Saved data entries
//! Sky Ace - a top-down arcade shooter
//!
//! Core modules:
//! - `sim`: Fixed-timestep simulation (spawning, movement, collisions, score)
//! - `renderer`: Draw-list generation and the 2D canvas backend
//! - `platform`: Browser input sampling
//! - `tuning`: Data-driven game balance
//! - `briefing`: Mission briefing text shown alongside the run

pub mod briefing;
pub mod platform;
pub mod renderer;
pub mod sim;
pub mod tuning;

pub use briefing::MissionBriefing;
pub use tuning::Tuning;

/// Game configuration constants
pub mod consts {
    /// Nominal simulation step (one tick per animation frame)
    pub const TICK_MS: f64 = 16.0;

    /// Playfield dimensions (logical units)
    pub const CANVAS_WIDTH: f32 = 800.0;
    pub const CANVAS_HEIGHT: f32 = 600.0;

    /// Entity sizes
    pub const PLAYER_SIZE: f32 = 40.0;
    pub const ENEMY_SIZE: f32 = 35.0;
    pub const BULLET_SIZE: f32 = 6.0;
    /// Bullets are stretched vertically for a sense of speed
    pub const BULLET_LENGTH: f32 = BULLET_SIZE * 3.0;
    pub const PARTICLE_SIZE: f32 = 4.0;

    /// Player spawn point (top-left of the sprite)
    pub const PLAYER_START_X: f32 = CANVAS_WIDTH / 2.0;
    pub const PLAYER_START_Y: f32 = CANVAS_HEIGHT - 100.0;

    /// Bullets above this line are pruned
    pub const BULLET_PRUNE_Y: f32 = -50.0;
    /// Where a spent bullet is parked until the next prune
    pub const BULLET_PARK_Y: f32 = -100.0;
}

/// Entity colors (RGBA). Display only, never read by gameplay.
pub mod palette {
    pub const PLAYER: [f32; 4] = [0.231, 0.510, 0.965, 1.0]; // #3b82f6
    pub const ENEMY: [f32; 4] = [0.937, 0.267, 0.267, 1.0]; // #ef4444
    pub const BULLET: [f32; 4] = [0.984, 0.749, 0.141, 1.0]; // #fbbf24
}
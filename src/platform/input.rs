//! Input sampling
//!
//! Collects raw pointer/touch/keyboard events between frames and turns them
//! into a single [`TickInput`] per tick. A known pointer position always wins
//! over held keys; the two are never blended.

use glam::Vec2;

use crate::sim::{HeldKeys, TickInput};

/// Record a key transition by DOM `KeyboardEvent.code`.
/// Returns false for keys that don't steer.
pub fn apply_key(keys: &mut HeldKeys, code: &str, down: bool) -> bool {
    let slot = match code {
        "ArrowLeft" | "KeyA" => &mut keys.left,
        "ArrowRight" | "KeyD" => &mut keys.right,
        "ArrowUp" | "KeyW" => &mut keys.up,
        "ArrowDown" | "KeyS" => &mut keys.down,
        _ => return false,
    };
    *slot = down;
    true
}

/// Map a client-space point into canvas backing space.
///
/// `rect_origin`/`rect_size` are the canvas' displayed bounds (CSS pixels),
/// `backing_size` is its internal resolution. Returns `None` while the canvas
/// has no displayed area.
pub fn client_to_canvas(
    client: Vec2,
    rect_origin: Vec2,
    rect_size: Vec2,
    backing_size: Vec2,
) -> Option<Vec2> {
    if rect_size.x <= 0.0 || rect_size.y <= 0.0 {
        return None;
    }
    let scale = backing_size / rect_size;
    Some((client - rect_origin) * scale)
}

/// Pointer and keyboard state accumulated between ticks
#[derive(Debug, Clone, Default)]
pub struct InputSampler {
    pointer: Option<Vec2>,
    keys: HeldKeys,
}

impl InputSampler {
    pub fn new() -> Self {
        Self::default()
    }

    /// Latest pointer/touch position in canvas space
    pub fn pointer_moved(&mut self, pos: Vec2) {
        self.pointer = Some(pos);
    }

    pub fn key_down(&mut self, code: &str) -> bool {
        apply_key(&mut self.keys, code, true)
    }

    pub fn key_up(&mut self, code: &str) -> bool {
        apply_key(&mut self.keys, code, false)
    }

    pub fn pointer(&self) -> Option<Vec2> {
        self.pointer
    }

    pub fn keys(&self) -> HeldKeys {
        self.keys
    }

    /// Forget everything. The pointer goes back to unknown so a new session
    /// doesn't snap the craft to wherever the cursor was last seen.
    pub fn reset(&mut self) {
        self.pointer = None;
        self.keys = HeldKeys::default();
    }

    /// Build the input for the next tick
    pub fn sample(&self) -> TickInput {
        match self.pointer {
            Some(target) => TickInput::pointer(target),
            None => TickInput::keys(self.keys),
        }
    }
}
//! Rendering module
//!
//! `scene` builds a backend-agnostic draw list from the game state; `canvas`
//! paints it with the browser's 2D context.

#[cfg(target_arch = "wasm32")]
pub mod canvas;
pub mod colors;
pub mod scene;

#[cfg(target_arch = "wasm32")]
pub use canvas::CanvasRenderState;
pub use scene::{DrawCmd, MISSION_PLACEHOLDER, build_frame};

**Exercise details**. Pull out all lines in the data above that include "position".

**Response**.
//! into a single [`TickInput`] per tick. A known pointer position always wins
    /// Latest pointer/touch position in canvas space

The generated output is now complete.